--- TASK DETAILS ---
Repeat, without any change, the entries presented below.

--- RAW DATA ---
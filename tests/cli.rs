// SPDX-License-Identifier: MIT
// Copyright 2025. Triad National Security, LLC.

#[cfg(test)]
mod tests {
    use stack_lib::{
        api::{Item, Property, Value},
        commands::{command, Defaults},
        document::{self, Format},
        error::Error,
        inventory::{Inventory, MemoryInventory},
        test_env::{run_cli, Call, RecordingInventory},
    };

    fn seeded() -> RecordingInventory<MemoryInventory> {
        let inventory = MemoryInventory::new();
        let doc = document::decode(Format::Yaml, include_bytes!("seed.yaml")).unwrap();
        inventory.create_schema(&doc).unwrap();
        RecordingInventory::new(inventory)
    }

    fn last_update(inv: &RecordingInventory<MemoryInventory>) -> stack_lib::api::UpdateRequest {
        match inv.calls().pop() {
            Some(Call::Update(request)) => request,
            other => panic!("expected an update, got {other:?}"),
        }
    }

    #[test]
    fn command_definition_is_consistent() {
        command().debug_assert();
    }

    #[test]
    fn explicit_zero_rank_is_sent() {
        let inv = seeded();
        let (result, _) = run_cli(
            &inv,
            &Defaults::default(),
            &["set", "host", "web01", "--zone", "dc1", "--rank", "0"],
        );
        result.unwrap();

        let request = last_update(&inv);
        assert_eq!(request.set.len(), 1);
        assert_eq!(request.set.get(&Property::Rank), Some(&Value::Number(0)));
    }

    #[test]
    fn omitted_flags_are_left_out() {
        let inv = seeded();
        let (result, _) = run_cli(
            &inv,
            &Defaults::default(),
            &["update", "host", "web01", "--zone", "dc1", "--location", "row4"],
        );
        result.unwrap();

        let request = last_update(&inv);
        let keys: Vec<_> = request.set.keys().copied().collect();
        assert_eq!(keys, vec![Property::Location]);
        assert!(request.unset.is_empty());
    }

    #[test]
    fn unset_takes_no_values() {
        let parsed = command().try_get_matches_from([
            "stack", "unset", "host", "web01", "--zone", "dc1", "--rank", "3",
        ]);
        assert!(parsed.is_err());
    }

    #[test]
    fn unset_is_only_offered_where_something_clears() {
        assert!(command()
            .try_get_matches_from(["stack", "unset", "cluster", "prod", "--zone", "dc1"])
            .is_err());
        assert!(command()
            .try_get_matches_from(["stack", "unset", "host", "attr", "owner"])
            .is_err());
    }

    #[test]
    fn entity_attribute_add_needs_a_value() {
        let parsed = command().try_get_matches_from([
            "stack", "add", "host", "attr", "owner", "--zone", "dc1", "--host", "web01",
        ]);
        assert_eq!(
            parsed.unwrap_err().kind(),
            clap::error::ErrorKind::MissingRequiredArgument
        );

        assert!(command()
            .try_get_matches_from(["stack", "add", "attr", "maintenance"])
            .is_ok());
    }

    fn help(path: &[&str], arg: &str) -> String {
        let mut cmd = command();
        for name in path {
            cmd = cmd
                .find_subcommand(name)
                .unwrap_or_else(|| panic!("no subcommand {name}"))
                .clone();
        }
        let arg = cmd.get_arguments().find(|a| a.get_id() == arg).unwrap();
        arg.get_help().unwrap().to_string()
    }

    #[test]
    fn help_describes_output_and_dump_scope() {
        assert!(help(&["list", "host"], "json").contains("instead of buffering"));
        assert!(help(&["dump"], "zone").contains("STACK_ZONE"));
    }

    #[test]
    fn unset_make_clears_model_too() {
        let inv = seeded();
        let (result, _) = run_cli(
            &inv,
            &Defaults::default(),
            &["unset", "host", "web01", "--zone", "dc1", "--make"],
        );
        result.unwrap();

        let request = last_update(&inv);
        let cleared: Vec<_> = request.unset.into_iter().collect();
        assert_eq!(cleared, vec![Property::Make, Property::Model]);
    }

    #[test]
    fn bad_host_type_never_reaches_the_service() {
        let inv = seeded();
        let (result, _) = run_cli(
            &inv,
            &Defaults::default(),
            &["set", "host", "web01", "--zone", "dc1", "--type", "bogus"],
        );
        assert!(matches!(result, Err(Error::InvalidHostType(_))));
        assert!(inv.calls().is_empty());
    }

    #[test]
    fn remove_requires_a_glob() {
        assert!(command()
            .try_get_matches_from(["stack", "remove", "cluster", "--zone", "dc1"])
            .is_err());
        assert!(command()
            .try_get_matches_from(["stack", "rm", "cluster", "p*", "--zone", "dc1"])
            .is_ok());
    }

    #[test]
    fn default_zone_fills_in() {
        let inv = seeded();
        let defaults = Defaults {
            zone: Some("dc1".to_string()),
        };

        let (result, _) = run_cli(&inv, &defaults, &["add", "cluster", "batch"]);
        result.unwrap();

        let (result, out) = run_cli(&inv, &defaults, &["ls", "cluster", "--json"]);
        result.unwrap();
        assert_eq!(out.lines().count(), 2);
    }

    #[test]
    fn list_json_streams_items() {
        let inv = seeded();
        let (result, out) = run_cli(
            &inv,
            &Defaults::default(),
            &["list", "host", "web*", "--zone", "dc1", "--json"],
        );
        result.unwrap();

        let items: Vec<Item> = out
            .lines()
            .map(|line| serde_json::from_str(line).unwrap())
            .collect();
        assert_eq!(items.len(), 1);
        assert_eq!(items[0].name, "web01");
        assert_eq!(items[0].scope.cluster.as_deref(), Some("prod"));
    }

    #[test]
    fn list_table_has_headers() {
        let inv = seeded();
        let (result, out) = run_cli(
            &inv,
            &Defaults::default(),
            &["list", "host", "--zone", "dc1"],
        );
        result.unwrap();

        let header = out.lines().next().unwrap();
        assert!(header.contains("ZONE"));
        assert!(header.contains("HOST"));
        assert!(header.contains("MODEL"));
        assert!(!header.contains("LOCATION"));
        assert!(out.contains("spare01"));
    }

    #[test]
    fn host_attributes() {
        let inv = seeded();
        let defaults = Defaults::default();

        let (result, _) = run_cli(
            &inv,
            &defaults,
            &["add", "host", "attr", "owner", "alice", "--zone", "dc1", "--host", "web01"],
        );
        result.unwrap();

        let (result, _) = run_cli(
            &inv,
            &defaults,
            &[
                "set", "host", "attr", "owner", "--zone", "dc1", "--host", "web01", "--name",
                "team",
            ],
        );
        result.unwrap();

        let request = last_update(&inv);
        assert_eq!(
            request.set.get(&Property::Name),
            Some(&Value::Text("team".to_string()))
        );
        assert!(!request.set.contains_key(&Property::Value));

        let (result, out) = run_cli(
            &inv,
            &defaults,
            &["list", "host", "attr", "--zone", "dc1", "--host", "web01", "--json"],
        );
        result.unwrap();
        assert!(out.contains("\"team\""));
        assert!(out.contains("alice"));
    }

    #[test]
    fn protected_attribute_flag_accepts_false() {
        let inv = seeded();
        let (result, _) = run_cli(
            &inv,
            &Defaults::default(),
            &["set", "zone", "attr", "owner", "--zone", "dc1", "--protected", "false"],
        );
        result.unwrap();

        let request = last_update(&inv);
        assert_eq!(request.set.get(&Property::Protected), Some(&Value::Flag(false)));

        let (result, _) = run_cli(
            &inv,
            &Defaults::default(),
            &["remove", "zone", "attr", "owner", "--zone", "dc1"],
        );
        result.unwrap();
    }

    #[test]
    fn dump_prints_yaml() {
        let inv = seeded();
        let (result, out) = run_cli(&inv, &Defaults::default(), &["dump", "--zone", "dc1"]);
        result.unwrap();

        let doc = document::decode(Format::Yaml, out.as_bytes()).unwrap();
        assert_eq!(doc.zones.len(), 1);
        assert!(doc.models.is_empty());
    }
}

--- ANSWER SECTION ---
filename tests/cli.rs
// SPDX-License-Identifier: MIT
// Copyright 2025. Triad National Security, LLC.

#[cfg(test)]
mod tests {
    use stack_lib::{
        api::{Item, Property, Value},
        commands::{command, Defaults},
        document::{self, Format},
        error::Error,
        inventory::{Inventory, MemoryInventory},
        test_env::{run_cli, Call, RecordingInventory},
    };

    fn seeded() -> RecordingInventory<MemoryInventory> {
        let inventory = MemoryInventory::new();
        let doc = document::decode(Format::Yaml, include_bytes!("seed.yaml")).unwrap();
        inventory.create_schema(&doc).unwrap();
        RecordingInventory::new(inventory)
    }

    fn last_update(inv: &RecordingInventory<MemoryInventory>) -> stack_lib::api::UpdateRequest {
        match inv.calls().pop() {
            Some(Call::Update(request)) => request,
            other => panic!("expected an update, got {other:?}"),
        }
    }

    #[test]
    fn command_definition_is_consistent() {
        command().debug_assert();
    }

    #[test]
    fn explicit_zero_rank_is_sent() {
        let inv = seeded();
        let (result, _) = run_cli(
            &inv,
            &Defaults::default(),
            &["set", "host", "web01", "--zone", "dc1", "--rank", "0"],
        );
        result.unwrap();

        let request = last_update(&inv);
        assert_eq!(request.set.len(), 1);
        assert_eq!(request.set.get(&Property::Rank), Some(&Value::Number(0)));
    }

    #[test]
    fn omitted_flags_are_left_out() {
        let inv = seeded();
        let (result, _) = run_cli(
            &inv,
            &Defaults::default(),
            &["update", "host", "web01", "--zone", "dc1", "--location", "row4"],
        );
        result.unwrap();

        let request = last_update(&inv);
        let keys: Vec<_> = request.set.keys().copied().collect();
        assert_eq!(keys, vec![Property::Location]);
        assert!(request.unset.is_empty());
    }

    #[test]
    fn unset_takes_no_values() {
        let parsed = command().try_get_matches_from([
            "stack", "unset", "host", "web01", "--zone", "dc1", "--rank", "3",
        ]);
        assert!(parsed.is_err());
    }

    #[test]
    fn unset_is_only_offered_where_something_clears() {
        assert!(command()
            .try_get_matches_from(["stack", "unset", "cluster", "prod", "--zone", "dc1"])
            .is_err());
        assert!(command()
            .try_get_matches_from(["stack", "unset", "host", "attr", "owner"])
            .is_err());
    }

    #[test]
    fn entity_attribute_add_needs_a_value() {
        let parsed = command().try_get_matches_from([
            "stack", "add", "host", "attr", "owner", "--zone", "dc1", "--host", "web01",
        ]);
        assert_eq!(
            parsed.unwrap_err().kind(),
            clap::error::ErrorKind::MissingRequiredArgument
        );

        assert!(command()
            .try_get_matches_from(["stack", "add", "attr", "maintenance"])
            .is_ok());
    }

    fn help(path: &[&str], arg: &str) -> String {
        let mut cmd = command();
        for name in path {
            cmd = cmd
                .find_subcommand(name)
                .unwrap_or_else(|| panic!("no subcommand {name}"))
                .clone();
        }
        let arg = cmd.get_arguments().find(|a| a.get_id() == arg).unwrap();
        arg.get_help().unwrap().to_string()
    }

    #[test]
    fn help_describes_output_and_dump_scope() {
        assert!(help(&["list", "host"], "json").contains("instead of buffering"));
        assert!(help(&["dump"], "zone").contains("STACK_ZONE"));
    }

    #[test]
    fn unset_make_clears_model_too() {
        let inv = seeded();
        let (result, _) = run_cli(
            &inv,
            &Defaults::default(),
            &["unset", "host", "web01", "--zone", "dc1", "--make"],
        );
        result.unwrap();

        let request = last_update(&inv);
        let cleared: Vec<_> = request.unset.into_iter().collect();
        assert_eq!(cleared, vec![Property::Make, Property::Model]);
    }

    #[test]
    fn bad_host_type_never_reaches_the_service() {
        let inv = seeded();
        let (result, _) = run_cli(
            &inv,
            &Defaults::default(),
            &["set", "host", "web01", "--zone", "dc1", "--type", "bogus"],
        );
        assert!(matches!(result, Err(Error::InvalidHostType(_))));
        assert!(inv.calls().is_empty());
    }

    #[test]
    fn remove_requires_a_glob() {
        assert!(command()
            .try_get_matches_from(["stack", "remove", "cluster", "--zone", "dc1"])
            .is_err());
        assert!(command()
            .try_get_matches_from(["stack", "rm", "cluster", "p*", "--zone", "dc1"])
            .is_ok());
    }

    #[test]
    fn default_zone_fills_in() {
        let inv = seeded();
        let defaults = Defaults {
            zone: Some("dc1".to_string()),
        };

        let (result, _) = run_cli(&inv, &defaults, &["add", "cluster", "batch"]);
        result.unwrap();

        let (result, out) = run_cli(&inv, &defaults, &["ls", "cluster", "--json"]);
        result.unwrap();
        assert_eq!(out.lines().count(), 2);
    }

    #[test]
    fn list_json_streams_items() {
        let inv = seeded();
        let (result, out) = run_cli(
            &inv,
            &Defaults::default(),
            &["list", "host", "web*", "--zone", "dc1", "--json"],
        );
        result.unwrap();

        let items: Vec<Item> = out
            .lines()
            .map(|line| serde_json::from_str(line).unwrap())
            .collect();
        assert_eq!(items.len(), 1);
        assert_eq!(items[0].name, "web01");
        assert_eq!(items[0].scope.cluster.as_deref(), Some("prod"));
    }

    #[test]
    fn list_table_has_headers() {
        let inv = seeded();
        let (result, out) = run_cli(
            &inv,
            &Defaults::default(),
            &["list", "host", "--zone", "dc1"],
        );
        result.unwrap();

        let header = out.lines().next().unwrap();
        assert!(header.contains("ZONE"));
        assert!(header.contains("HOST"));
        assert!(header.contains("MODEL"));
        assert!(!header.contains("LOCATION"));
        assert!(out.contains("spare01"));
    }

    #[test]
    fn host_attributes() {
        let inv = seeded();
        let defaults = Defaults::default();

        let (result, _) = run_cli(
            &inv,
            &defaults,
            &["add", "host", "attr", "owner", "alice", "--zone", "dc1", "--host", "web01"],
        );
        result.unwrap();

        let (result, _) = run_cli(
            &inv,
            &defaults,
            &[
                "set", "host", "attr", "owner", "--zone", "dc1", "--host", "web01", "--name",
                "team",
            ],
        );
        result.unwrap();

        let request = last_update(&inv);
        assert_eq!(
            request.set.get(&Property::Name),
            Some(&Value::Text("team".to_string()))
        );
        assert!(!request.set.contains_key(&Property::Value));

        let (result, out) = run_cli(
            &inv,
            &defaults,
            &["list", "host", "attr", "--zone", "dc1", "--host", "web01", "--json"],
        );
        result.unwrap();
        assert!(out.contains("\"team\""));
        assert!(out.contains("alice"));
    }

    #[test]
    fn protected_attribute_flag_accepts_false() {
        let inv = seeded();
        let (result, _) = run_cli(
            &inv,
            &Defaults::default(),
            &["set", "zone", "attr", "owner", "--zone", "dc1", "--protected", "false"],
        );
        result.unwrap();

        let request = last_update(&inv);
        assert_eq!(request.set.get(&Property::Protected), Some(&Value::Flag(false)));

        let (result, _) = run_cli(
            &inv,
            &Defaults::default(),
            &["remove", "zone", "attr", "owner", "--zone", "dc1"],
        );
        result.unwrap();
    }

    #[test]
    fn dump_prints_yaml() {
        let inv = seeded();
        let (result, out) = run_cli(&inv, &Defaults::default(), &["dump", "--zone", "dc1"]);
        result.unwrap();

        let doc = document::decode(Format::Yaml, out.as_bytes()).unwrap();
        assert_eq!(doc.zones.len(), 1);
        assert!(doc.models.is_empty());
    }
}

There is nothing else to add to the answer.